Output every entry exactly as it appears.
________________________________________
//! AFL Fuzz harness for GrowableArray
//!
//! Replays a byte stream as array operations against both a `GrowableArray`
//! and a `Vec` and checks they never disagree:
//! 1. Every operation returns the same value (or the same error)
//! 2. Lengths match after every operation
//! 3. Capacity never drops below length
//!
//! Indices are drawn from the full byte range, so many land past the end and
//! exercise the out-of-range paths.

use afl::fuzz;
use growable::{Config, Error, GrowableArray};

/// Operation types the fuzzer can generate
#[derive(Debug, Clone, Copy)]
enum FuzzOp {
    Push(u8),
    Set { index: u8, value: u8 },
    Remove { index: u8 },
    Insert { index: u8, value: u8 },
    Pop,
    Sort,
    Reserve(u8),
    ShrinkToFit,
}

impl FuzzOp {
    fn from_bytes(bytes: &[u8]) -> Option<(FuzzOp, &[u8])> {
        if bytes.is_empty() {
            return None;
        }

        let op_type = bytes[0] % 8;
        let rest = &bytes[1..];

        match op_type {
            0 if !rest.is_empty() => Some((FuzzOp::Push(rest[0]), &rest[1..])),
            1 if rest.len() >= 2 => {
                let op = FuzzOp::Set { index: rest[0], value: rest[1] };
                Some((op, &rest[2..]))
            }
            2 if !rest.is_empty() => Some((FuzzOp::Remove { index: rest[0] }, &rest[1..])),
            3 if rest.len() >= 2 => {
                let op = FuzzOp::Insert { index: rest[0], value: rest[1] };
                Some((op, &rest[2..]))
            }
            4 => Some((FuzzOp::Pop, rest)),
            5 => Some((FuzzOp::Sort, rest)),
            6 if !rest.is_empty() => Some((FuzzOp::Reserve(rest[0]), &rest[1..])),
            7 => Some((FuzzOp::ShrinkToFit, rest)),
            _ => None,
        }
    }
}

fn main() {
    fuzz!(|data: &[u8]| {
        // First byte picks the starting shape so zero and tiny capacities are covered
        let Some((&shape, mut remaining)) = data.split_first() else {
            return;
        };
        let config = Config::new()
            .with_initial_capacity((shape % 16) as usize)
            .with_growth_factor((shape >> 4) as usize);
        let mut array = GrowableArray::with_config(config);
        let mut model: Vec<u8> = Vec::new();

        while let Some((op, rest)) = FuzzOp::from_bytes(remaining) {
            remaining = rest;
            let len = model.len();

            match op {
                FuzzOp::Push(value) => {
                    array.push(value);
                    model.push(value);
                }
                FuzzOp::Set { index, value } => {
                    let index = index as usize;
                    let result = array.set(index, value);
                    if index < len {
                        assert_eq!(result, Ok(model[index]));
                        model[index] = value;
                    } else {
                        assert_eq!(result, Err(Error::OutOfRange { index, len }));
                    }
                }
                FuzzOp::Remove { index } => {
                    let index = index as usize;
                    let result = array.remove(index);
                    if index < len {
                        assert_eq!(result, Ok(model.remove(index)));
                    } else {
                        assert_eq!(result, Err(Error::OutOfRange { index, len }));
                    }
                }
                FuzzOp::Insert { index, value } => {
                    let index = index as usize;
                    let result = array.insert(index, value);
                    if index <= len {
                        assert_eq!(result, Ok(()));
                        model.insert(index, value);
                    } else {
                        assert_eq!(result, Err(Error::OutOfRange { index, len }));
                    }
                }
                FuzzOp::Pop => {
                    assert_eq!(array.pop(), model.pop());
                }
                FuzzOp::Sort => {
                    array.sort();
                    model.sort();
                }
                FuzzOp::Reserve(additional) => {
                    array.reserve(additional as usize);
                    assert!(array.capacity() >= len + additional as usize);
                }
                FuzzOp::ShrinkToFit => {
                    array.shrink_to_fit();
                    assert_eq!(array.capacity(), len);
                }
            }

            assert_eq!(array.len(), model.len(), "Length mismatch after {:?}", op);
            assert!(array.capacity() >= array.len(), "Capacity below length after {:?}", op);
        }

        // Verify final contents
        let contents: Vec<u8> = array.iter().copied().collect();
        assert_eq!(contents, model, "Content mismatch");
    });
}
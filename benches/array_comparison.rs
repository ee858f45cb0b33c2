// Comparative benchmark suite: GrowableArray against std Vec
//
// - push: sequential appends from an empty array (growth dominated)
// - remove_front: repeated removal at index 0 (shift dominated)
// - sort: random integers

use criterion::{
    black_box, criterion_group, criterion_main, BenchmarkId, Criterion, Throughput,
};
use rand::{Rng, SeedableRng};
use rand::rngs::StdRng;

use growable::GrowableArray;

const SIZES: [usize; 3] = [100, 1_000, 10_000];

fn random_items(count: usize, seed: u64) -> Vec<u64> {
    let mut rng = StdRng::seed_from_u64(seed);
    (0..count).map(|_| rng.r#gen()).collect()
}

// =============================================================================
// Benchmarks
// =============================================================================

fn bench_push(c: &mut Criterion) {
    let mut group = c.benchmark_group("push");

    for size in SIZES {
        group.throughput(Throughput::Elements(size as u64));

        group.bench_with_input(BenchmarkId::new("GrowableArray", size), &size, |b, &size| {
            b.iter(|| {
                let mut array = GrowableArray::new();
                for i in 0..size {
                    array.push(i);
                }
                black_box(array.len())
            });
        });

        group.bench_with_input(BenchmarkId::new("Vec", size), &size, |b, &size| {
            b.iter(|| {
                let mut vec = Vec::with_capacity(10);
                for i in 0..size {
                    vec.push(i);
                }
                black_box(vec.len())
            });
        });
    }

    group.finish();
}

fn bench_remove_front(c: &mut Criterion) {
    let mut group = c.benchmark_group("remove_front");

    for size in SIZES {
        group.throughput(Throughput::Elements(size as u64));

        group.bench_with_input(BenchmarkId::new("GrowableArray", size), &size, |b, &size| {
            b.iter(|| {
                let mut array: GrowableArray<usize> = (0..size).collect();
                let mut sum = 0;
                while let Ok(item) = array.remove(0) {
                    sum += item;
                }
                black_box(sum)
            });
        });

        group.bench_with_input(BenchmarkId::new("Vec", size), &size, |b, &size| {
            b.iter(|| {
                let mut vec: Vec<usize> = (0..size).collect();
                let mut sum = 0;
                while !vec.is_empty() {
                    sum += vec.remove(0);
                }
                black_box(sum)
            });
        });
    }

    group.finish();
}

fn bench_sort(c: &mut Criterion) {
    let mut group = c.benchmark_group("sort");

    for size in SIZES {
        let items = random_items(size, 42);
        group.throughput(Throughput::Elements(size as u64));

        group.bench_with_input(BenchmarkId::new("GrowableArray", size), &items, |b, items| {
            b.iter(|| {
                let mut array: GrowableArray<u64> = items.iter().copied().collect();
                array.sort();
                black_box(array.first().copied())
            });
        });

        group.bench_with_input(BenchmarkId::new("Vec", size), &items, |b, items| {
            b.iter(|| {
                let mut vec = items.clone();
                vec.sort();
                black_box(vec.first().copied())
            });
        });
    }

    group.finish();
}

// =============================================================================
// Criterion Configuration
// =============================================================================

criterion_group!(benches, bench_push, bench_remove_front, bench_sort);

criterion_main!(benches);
________________________________________
● **Task response**:
//! AFL Fuzz harness for GrowableArray
//!
//! Replays a byte stream as array operations against both a `GrowableArray`
//! and a `Vec` and checks they never disagree:
//! 1. Every operation returns the same value (or the same error)
//! 2. Lengths match after every operation
//! 3. Capacity never drops below length
//!
//! Indices are drawn from the full byte range, so many land past the end and
//! exercise the out-of-range paths.

use afl::fuzz;
use growable::{Config, Error, GrowableArray};

/// Operation types the fuzzer can generate
#[derive(Debug, Clone, Copy)]
enum FuzzOp {
    Push(u8),
    Set { index: u8, value: u8 },
    Remove { index: u8 },
    Insert { index: u8, value: u8 },
    Pop,
    Sort,
    Reserve(u8),
    ShrinkToFit,
}

impl FuzzOp {
    fn from_bytes(bytes: &[u8]) -> Option<(FuzzOp, &[u8])> {
        if bytes.is_empty() {
            return None;
        }

        let op_type = bytes[0] % 8;
        let rest = &bytes[1..];

        match op_type {
            0 if !rest.is_empty() => Some((FuzzOp::Push(rest[0]), &rest[1..])),
            1 if rest.len() >= 2 => {
                let op = FuzzOp::Set { index: rest[0], value: rest[1] };
                Some((op, &rest[2..]))
            }
            2 if !rest.is_empty() => Some((FuzzOp::Remove { index: rest[0] }, &rest[1..])),
            3 if rest.len() >= 2 => {
                let op = FuzzOp::Insert { index: rest[0], value: rest[1] };
                Some((op, &rest[2..]))
            }
            4 => Some((FuzzOp::Pop, rest)),
            5 => Some((FuzzOp::Sort, rest)),
            6 if !rest.is_empty() => Some((FuzzOp::Reserve(rest[0]), &rest[1..])),
            7 => Some((FuzzOp::ShrinkToFit, rest)),
            _ => None,
        }
    }
}

fn main() {
    fuzz!(|data: &[u8]| {
        // First byte picks the starting shape so zero and tiny capacities are covered
        let Some((&shape, mut remaining)) = data.split_first() else {
            return;
        };
        let config = Config::new()
            .with_initial_capacity((shape % 16) as usize)
            .with_growth_factor((shape >> 4) as usize);
        let mut array = GrowableArray::with_config(config);
        let mut model: Vec<u8> = Vec::new();

        while let Some((op, rest)) = FuzzOp::from_bytes(remaining) {
            remaining = rest;
            let len = model.len();

            match op {
                FuzzOp::Push(value) => {
                    array.push(value);
                    model.push(value);
                }
                FuzzOp::Set { index, value } => {
                    let index = index as usize;
                    let result = array.set(index, value);
                    if index < len {
                        assert_eq!(result, Ok(model[index]));
                        model[index] = value;
                    } else {
                        assert_eq!(result, Err(Error::OutOfRange { index, len }));
                    }
                }
                FuzzOp::Remove { index } => {
                    let index = index as usize;
                    let result = array.remove(index);
                    if index < len {
                        assert_eq!(result, Ok(model.remove(index)));
                    } else {
                        assert_eq!(result, Err(Error::OutOfRange { index, len }));
                    }
                }
                FuzzOp::Insert { index, value } => {
                    let index = index as usize;
                    let result = array.insert(index, value);
                    if index <= len {
                        assert_eq!(result, Ok(()));
                        model.insert(index, value);
                    } else {
                        assert_eq!(result, Err(Error::OutOfRange { index, len }));
                    }
                }
                FuzzOp::Pop => {
                    assert_eq!(array.pop(), model.pop());
                }
                FuzzOp::Sort => {
                    array.sort();
                    model.sort();
                }
                FuzzOp::Reserve(additional) => {
                    array.reserve(additional as usize);
                    assert!(array.capacity() >= len + additional as usize);
                }
                FuzzOp::ShrinkToFit => {
                    array.shrink_to_fit();
                    assert_eq!(array.capacity(), len);
                }
            }

            assert_eq!(array.len(), model.len(), "Length mismatch after {:?}", op);
            assert!(array.capacity() >= array.len(), "Capacity below length after {:?}", op);
        }

        // Verify final contents
        let contents: Vec<u8> = array.iter().copied().collect();
        assert_eq!(contents, model, "Content mismatch");
    });
}
filename benches/array_comparison.rs
repository ee858f45cb0b33c2
// Comparative benchmark suite: GrowableArray against std Vec
//
// - push: sequential appends from an empty array (growth dominated)
// - remove_front: repeated removal at index 0 (shift dominated)
// - sort: random integers

use criterion::{
    black_box, criterion_group, criterion_main, BenchmarkId, Criterion, Throughput,
};
use rand::{Rng, SeedableRng};
use rand::rngs::StdRng;

use growable::GrowableArray;

const SIZES: [usize; 3] = [100, 1_000, 10_000];

fn random_items(count: usize, seed: u64) -> Vec<u64> {
    let mut rng = StdRng::seed_from_u64(seed);
    (0..count).map(|_| rng.r#gen()).collect()
}

// =============================================================================
// Benchmarks
// =============================================================================

fn bench_push(c: &mut Criterion) {
    let mut group = c.benchmark_group("push");

    for size in SIZES {
        group.throughput(Throughput::Elements(size as u64));

        group.bench_with_input(BenchmarkId::new("GrowableArray", size), &size, |b, &size| {
            b.iter(|| {
                let mut array = GrowableArray::new();
                for i in 0..size {
                    array.push(i);
                }
                black_box(array.len())
            });
        });

        group.bench_with_input(BenchmarkId::new("Vec", size), &size, |b, &size| {
            b.iter(|| {
                let mut vec = Vec::with_capacity(10);
                for i in 0..size {
                    vec.push(i);
                }
                black_box(vec.len())
            });
        });
    }

    group.finish();
}

fn bench_remove_front(c: &mut Criterion) {
    let mut group = c.benchmark_group("remove_front");

    for size in SIZES {
        group.throughput(Throughput::Elements(size as u64));

        group.bench_with_input(BenchmarkId::new("GrowableArray", size), &size, |b, &size| {
            b.iter(|| {
                let mut array: GrowableArray<usize> = (0..size).collect();
                let mut sum = 0;
                while let Ok(item) = array.remove(0) {
                    sum += item;
                }
                black_box(sum)
            });
        });

        group.bench_with_input(BenchmarkId::new("Vec", size), &size, |b, &size| {
            b.iter(|| {
                let mut vec: Vec<usize> = (0..size).collect();
                let mut sum = 0;
                while !vec.is_empty() {
                    sum += vec.remove(0);
                }
                black_box(sum)
            });
        });
    }

    group.finish();
}

fn bench_sort(c: &mut Criterion) {
    let mut group = c.benchmark_group("sort");

    for size in SIZES {
        let items = random_items(size, 42);
        group.throughput(Throughput::Elements(size as u64));

        group.bench_with_input(BenchmarkId::new("GrowableArray", size), &items, |b, items| {
            b.iter(|| {
                let mut array: GrowableArray<u64> = items.iter().copied().collect();
                array.sort();
                black_box(array.first().copied())
            });
        });

        group.bench_with_input(BenchmarkId::new("Vec", size), &items, |b, items| {
            b.iter(|| {
                let mut vec = items.clone();
                vec.sort();
                black_box(vec.first().copied())
            });
        });
    }

    group.finish();
}

// =============================================================================
// Criterion Configuration
// =============================================================================

criterion_group!(benches, bench_push, bench_remove_front, bench_sort);

criterion_main!(benches);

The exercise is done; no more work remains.